#### DATA SECTION:
- - - -

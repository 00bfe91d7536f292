//! Sphere tracing against the implicit terrain surface.

use glam::{vec3, Vec3};

use crate::noise::{self, HEIGHT_SCALE};

/// A march stops once the field value is within this distance of zero.
pub const HIT_EPSILON: f32 = 0.01;

/// Fraction of the field value advanced per step. The height field is not a
/// true distance bound, so full steps would overshoot.
pub const STEP_SCALE: f32 = 0.5;

pub const NORMAL_EPSILON: f32 = 0.01;

#[derive(Clone, Copy, Debug)]
pub struct Ray {
    pub origin: Vec3,
    pub direction: Vec3,
}

impl Ray {
    /// `direction` is normalized on construction.
    pub fn new(origin: Vec3, direction: Vec3) -> Self {
        Self {
            origin,
            direction: direction.normalize(),
        }
    }

    pub fn at(&self, t: f32) -> Vec3 {
        self.origin + self.direction * t
    }
}

#[derive(Clone, Copy, Debug)]
pub struct MarchLimits {
    pub max_steps: usize,
    pub max_distance: f32,
}

impl Default for MarchLimits {
    fn default() -> Self {
        Self {
            max_steps: 128,
            max_distance: 20.0,
        }
    }
}

#[derive(Clone, Copy, Debug)]
pub struct HitRecord {
    pub t: f32,
    pub position: Vec3,
    /// Zero when nothing was hit.
    pub normal: Vec3,
    pub hit: bool,
}

/// March along `ray` until `field` changes sign within [`HIT_EPSILON`].
///
/// The result is a hit only if the surface was found within
/// `limits.max_distance`; leaving the distance range or running out of steps
/// are both misses. `normal` is left at zero.
pub fn march(ray: &Ray, field: impl Fn(Vec3) -> f32, limits: MarchLimits) -> HitRecord {
    let mut t = 0.0;
    let mut position = ray.origin;

    for _ in 0..limits.max_steps {
        position = ray.at(t);
        let h = field(position);

        if t > limits.max_distance {
            break;
        }
        if h.abs() < HIT_EPSILON {
            return HitRecord {
                t,
                position,
                normal: Vec3::ZERO,
                hit: true,
            };
        }

        t += h * STEP_SCALE;
    }

    HitRecord {
        t,
        position,
        normal: Vec3::ZERO,
        hit: false,
    }
}

/**
Forward-difference surface normal of the fbm height field at `p`.

`p` is in height-field space (world position times [`HEIGHT_SCALE`]). Only the
x and z axes are differenced; the y component is the step itself. The result
is deterministic but deliberately one-sided, so it is not the exact gradient.
*/
pub fn normal(p: Vec3) -> Vec3 {
    let h = noise::fbm(p);
    vec3(
        noise::fbm(p + Vec3::X * NORMAL_EPSILON) - h,
        NORMAL_EPSILON,
        noise::fbm(p + Vec3::Z * NORMAL_EPSILON) - h,
    )
    .normalize()
}

/// Trace `ray` against the terrain and fill in the surface normal on a hit.
pub fn trace(ray: &Ray) -> HitRecord {
    let mut record = march(ray, noise::terrain_field, MarchLimits::default());
    if record.hit {
        record.normal = normal(record.position * HEIGHT_SCALE);
    }
    record
}
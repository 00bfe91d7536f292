mod colour;
mod commands;
mod complex;
mod config;
mod context;
mod error;
mod frame;
mod mandelbrot;
mod math;
mod noise;
mod screen;
mod shader;
mod terrain;
mod tracer;
mod uniform;

use clap::Parser;
use log::{debug, error, info};
use winit::{
    event::{Event, WindowEvent},
    event_loop::{ControlFlow, EventLoop},
    window::WindowBuilder,
};

use crate::{config::Config, context::RenderContext, error::RenderError, frame::FrameClock};

fn main() -> Result<(), RenderError> {
    env_logger::init();

    let config = Config::parse();
    debug!("{:?}", config);

    let threads = config.thread_count();
    rayon::ThreadPoolBuilder::new()
        .num_threads(threads)
        .build_global()?;
    info!("evaluating pixels on {} threads", threads);

    let event_loop = EventLoop::new();
    let window = WindowBuilder::new()
        .with_title("procedural-shaders")
        .build(&event_loop)?;

    let mut context = RenderContext::new(&window, &config)?;
    let clock = FrameClock::start();

    event_loop.run(move |event, _, control_flow| {
        // To present frames in realtime, *don't* set `control_flow` to `Wait`.
        match event {
            Event::MainEventsCleared => {
                window.request_redraw();
            }
            Event::WindowEvent { window_id, event } if window_id == window.id() => match event {
                WindowEvent::CloseRequested => {
                    *control_flow = ControlFlow::Exit;
                }
                WindowEvent::Resized(size) => {
                    context.resize(size.into());
                    window.request_redraw();
                }
                WindowEvent::ScaleFactorChanged { new_inner_size, .. } => {
                    context.resize((*new_inner_size).into());
                }
                _ => {}
            },
            Event::RedrawRequested(window_id) if window_id == window.id() => {
                if let Err(error) = context.render(clock.elapsed()) {
                    error!("{}", error);
                    *control_flow = ControlFlow::ExitWithCode(1);
                }
            }
            _ => {}
        }
    })
}
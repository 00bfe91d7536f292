/*!
Host-side render state.

Everything the GPU needs lives in one [`RenderContext`], created once at
startup. Only [`RenderContext::resize`] changes the viewport, and only
[`RenderContext::render`] consumes time. Dropping the context releases the
device, surface and textures.
*/

use std::num::NonZeroU32;

use bytemuck::{Pod, Zeroable};
use log::{debug, info, trace, warn};
use winit::window::Window;

use crate::{
    colour::Rgba8,
    commands::{self, FullScreenDraw},
    config::Config,
    error::RenderError,
    frame,
    screen::Size,
    shader::PixelShader,
    uniform::Uniform,
};

const FRAME_TEXTURE_FORMAT: wgpu::TextureFormat = wgpu::TextureFormat::Rgba8Unorm;

/// Corresponds to `present.wgsl#Sizes`.
#[repr(C)]
#[derive(Pod, Zeroable, Clone, Copy, Debug)]
struct PresentSizes {
    surface: Size,
    frame: Size,
}

/// CPU-written texture holding one rendered frame, plus the bind group that
/// presents it.
struct FrameTexture {
    size: Size,
    texture: wgpu::Texture,
    bind_group: wgpu::BindGroup,
}

impl FrameTexture {
    fn new(
        device: &wgpu::Device,
        layout: &wgpu::BindGroupLayout,
        sizes: &Uniform<PresentSizes>,
        size: Size,
    ) -> Self {
        debug_assert!(!size.is_empty());

        let texture = device.create_texture(&wgpu::TextureDescriptor {
            label: Some("frame-texture"),
            size: wgpu::Extent3d {
                width: size.width,
                height: size.height,
                depth_or_array_layers: 1,
            },
            mip_level_count: 1,
            sample_count: 1,
            dimension: wgpu::TextureDimension::D2,
            format: FRAME_TEXTURE_FORMAT,
            usage: wgpu::TextureUsages::TEXTURE_BINDING | wgpu::TextureUsages::COPY_DST,
        });

        let view = texture.create_view(&wgpu::TextureViewDescriptor::default());

        let bind_group = device.create_bind_group(&wgpu::BindGroupDescriptor {
            label: Some("present-bind-group"),
            layout,
            entries: &[
                wgpu::BindGroupEntry {
                    binding: 0,
                    resource: wgpu::BindingResource::TextureView(&view),
                },
                wgpu::BindGroupEntry {
                    binding: 1,
                    resource: sizes.binding_resource(),
                },
            ],
        });

        Self {
            size,
            texture,
            bind_group,
        }
    }

    fn upload(&self, queue: &wgpu::Queue, image: &[Rgba8]) {
        debug_assert_eq!(image.len(), self.size.pixel_count());

        queue.write_texture(
            wgpu::ImageCopyTexture {
                texture: &self.texture,
                mip_level: 0,
                origin: wgpu::Origin3d::ZERO,
                aspect: wgpu::TextureAspect::All,
            },
            bytemuck::cast_slice(image),
            wgpu::ImageDataLayout {
                offset: 0,
                bytes_per_row: NonZeroU32::new(4 * self.size.width),
                rows_per_image: NonZeroU32::new(self.size.height),
            },
            wgpu::Extent3d {
                width: self.size.width,
                height: self.size.height,
                depth_or_array_layers: 1,
            },
        );
    }
}

pub struct RenderContext {
    surface: wgpu::Surface,
    device: wgpu::Device,
    queue: wgpu::Queue,
    surface_configuration: wgpu::SurfaceConfiguration,
    bind_group_layout: wgpu::BindGroupLayout,
    pipeline: wgpu::RenderPipeline,
    sizes: Uniform<PresentSizes>,
    /// `None` while the window has no pixels.
    frame: Option<FrameTexture>,
    image: Vec<Rgba8>,
    shader: Box<dyn PixelShader>,
    scale: u32,
    viewport: Size,
}

impl RenderContext {
    pub fn new(window: &Window, config: &Config) -> Result<Self, RenderError> {
        let viewport = Size::from(window.inner_size());

        let instance = wgpu::Instance::new(wgpu::Backends::all());
        let surface = unsafe { instance.create_surface(window) };

        let adapter = pollster::block_on(instance.request_adapter(&wgpu::RequestAdapterOptions {
            power_preference: Default::default(),
            force_fallback_adapter: false,
            compatible_surface: Some(&surface),
        }))
        .ok_or(RenderError::NoAdapter)?;
        info!("using adapter {:?}", adapter.get_info());

        let (device, queue) = pollster::block_on(adapter.request_device(
            &wgpu::DeviceDescriptor {
                label: Some("device"),
                features: wgpu::Features::empty(),
                limits: wgpu::Limits::default(),
            },
            None,
        ))?;

        // Frames are already display-encoded, so avoid a second sRGB encode
        // when the surface offers a linear format.
        let formats = surface.get_supported_formats(&adapter);
        let format = formats
            .iter()
            .copied()
            .find(|format| !format.describe().srgb)
            .or_else(|| formats.first().copied())
            .ok_or(RenderError::NoSurfaceFormat)?;
        if format.describe().srgb {
            warn!("only sRGB surface formats available; colours will look washed out");
        }
        debug!("surface format {:?}", format);

        let surface_configuration = wgpu::SurfaceConfiguration {
            usage: wgpu::TextureUsages::RENDER_ATTACHMENT,
            format,
            width: viewport.width,
            height: viewport.height,
            present_mode: wgpu::PresentMode::Fifo,
            alpha_mode: wgpu::CompositeAlphaMode::Auto,
        };
        if !viewport.is_empty() {
            surface.configure(&device, &surface_configuration);
        }

        let bind_group_layout = device.create_bind_group_layout(&wgpu::BindGroupLayoutDescriptor {
            label: Some("present-bind-group-layout"),
            entries: &[
                wgpu::BindGroupLayoutEntry {
                    binding: 0,
                    visibility: wgpu::ShaderStages::FRAGMENT,
                    ty: wgpu::BindingType::Texture {
                        sample_type: wgpu::TextureSampleType::Float { filterable: false },
                        view_dimension: wgpu::TextureViewDimension::D2,
                        multisampled: false,
                    },
                    count: None,
                },
                wgpu::BindGroupLayoutEntry {
                    binding: 1,
                    visibility: wgpu::ShaderStages::FRAGMENT,
                    ty: wgpu::BindingType::Buffer {
                        ty: wgpu::BufferBindingType::Uniform,
                        has_dynamic_offset: false,
                        min_binding_size: None,
                    },
                    count: None,
                },
            ],
        });

        let pipeline = create_present_pipeline(&device, &bind_group_layout, format)?;

        let scale = config.render_scale();
        let render_size = viewport.scaled_down(scale);
        let sizes = Uniform::new(
            &device,
            "present-sizes",
            PresentSizes {
                surface: viewport,
                frame: render_size,
            },
        );

        let frame_texture = (!viewport.is_empty())
            .then(|| FrameTexture::new(&device, &bind_group_layout, &sizes, render_size));

        info!(
            "rendering {:?} at {:?} (1/{} of the window)",
            config.variant, render_size, scale
        );

        Ok(Self {
            surface,
            device,
            queue,
            surface_configuration,
            bind_group_layout,
            pipeline,
            sizes,
            frame: frame_texture,
            image: Vec::new(),
            shader: config.variant.shader(),
            scale,
            viewport,
        })
    }

    pub fn resize(&mut self, size: Size) {
        if size == self.viewport && self.frame.is_some() {
            return;
        }
        debug!("resizing to {:?}", size);
        self.viewport = size;

        if size.is_empty() {
            self.frame = None;
            return;
        }

        self.surface_configuration.width = size.width;
        self.surface_configuration.height = size.height;
        self.surface.configure(&self.device, &self.surface_configuration);

        let render_size = size.scaled_down(self.scale);
        self.sizes.write(
            &self.queue,
            PresentSizes {
                surface: size,
                frame: render_size,
            },
        );
        self.frame = Some(FrameTexture::new(
            &self.device,
            &self.bind_group_layout,
            &self.sizes,
            render_size,
        ));
    }

    /// Render and present one frame at `time_seconds`.
    ///
    /// The image is evaluated and uploaded before the surface texture is
    /// acquired, so the swapchain image is only held for the present pass.
    /// Frames are skipped (not failed) while the window is empty or the
    /// surface needs reconfiguring.
    pub fn render(&mut self, time_seconds: f64) -> Result<(), RenderError> {
        let frame_texture = match &self.frame {
            Some(frame_texture) => frame_texture,
            None => {
                trace!("skipping frame for empty viewport");
                return Ok(());
            }
        };

        frame::render_frame(
            self.shader.as_ref(),
            frame_texture.size,
            time_seconds,
            &mut self.image,
        )?;
        frame_texture.upload(&self.queue, &self.image);

        let surface_texture = match self.surface.get_current_texture() {
            Ok(surface_texture) => surface_texture,
            Err(error @ (wgpu::SurfaceError::Lost | wgpu::SurfaceError::Outdated)) => {
                warn!("{}; reconfiguring and skipping frame", error);
                self.surface.configure(&self.device, &self.surface_configuration);
                return Ok(());
            }
            Err(wgpu::SurfaceError::Timeout) => {
                warn!("timed out acquiring surface texture; skipping frame");
                return Ok(());
            }
            Err(error) => return Err(error.into()),
        };

        let surface_texture_view = surface_texture
            .texture
            .create_view(&wgpu::TextureViewDescriptor::default());

        let command_buffer = commands::record_full_screen_pass(
            &self.device,
            "present-pass",
            &surface_texture_view,
            FullScreenDraw {
                pipeline: &self.pipeline,
                bind_group: &frame_texture.bind_group,
            },
        );

        self.queue.submit([command_buffer]);
        surface_texture.present();
        Ok(())
    }
}

/// Compile `present.wgsl` and link it into the present pipeline. Any
/// validation error is fatal.
fn create_present_pipeline(
    device: &wgpu::Device,
    bind_group_layout: &wgpu::BindGroupLayout,
    format: wgpu::TextureFormat,
) -> Result<wgpu::RenderPipeline, RenderError> {
    device.push_error_scope(wgpu::ErrorFilter::Validation);

    let module = device.create_shader_module(wgpu::ShaderModuleDescriptor {
        label: Some("present-shader"),
        source: wgpu::ShaderSource::Wgsl(include_str!("present.wgsl").into()),
    });

    let layout = device.create_pipeline_layout(&wgpu::PipelineLayoutDescriptor {
        label: Some("present-pipeline-layout"),
        bind_group_layouts: &[bind_group_layout],
        push_constant_ranges: &[],
    });

    let pipeline = device.create_render_pipeline(&wgpu::RenderPipelineDescriptor {
        label: Some("present-pipeline"),
        layout: Some(&layout),
        vertex: wgpu::VertexState {
            module: &module,
            entry_point: "vertex_main",
            buffers: &[],
        },
        primitive: wgpu::PrimitiveState {
            topology: wgpu::PrimitiveTopology::TriangleStrip,
            strip_index_format: None,
            front_face: wgpu::FrontFace::Ccw,
            cull_mode: None,
            unclipped_depth: false,
            polygon_mode: wgpu::PolygonMode::Fill,
            conservative: false,
        },
        depth_stencil: None,
        multisample: wgpu::MultisampleState::default(),
        fragment: Some(wgpu::FragmentState {
            module: &module,
            entry_point: "fragment_main",
            targets: &[Some(wgpu::ColorTargetState {
                format,
                blend: Some(wgpu::BlendState::REPLACE),
                write_mask: wgpu::ColorWrites::ALL,
            })],
        }),
        multiview: None,
    });

    match pollster::block_on(device.pop_error_scope()) {
        Some(error) => Err(RenderError::ShaderCompilation(error.to_string())),
        None => Ok(pipeline),
    }
}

- - - -

#### ABOUT THIS TASK:
All that is needed is the exact run of lines above from the line containing "let config = Config::parse();" through the line containing "event_loop.run(move |event, _, control_flow|", both of them included.

#### EXERCISE ANSWER:
    let config = Config::parse();
    debug!("{:?}", config);

    let threads = config.thread_count();
    rayon::ThreadPoolBuilder::new()
        .num_threads(threads)
        .build_global()?;
    info!("evaluating pixels on {} threads", threads);

    let event_loop = EventLoop::new();
    let window = WindowBuilder::new()
        .with_title("procedural-shaders")
        .build(&event_loop)?;

    let mut context = RenderContext::new(&window, &config)?;
    let clock = FrameClock::start();

    event_loop.run(move |event, _, control_flow| {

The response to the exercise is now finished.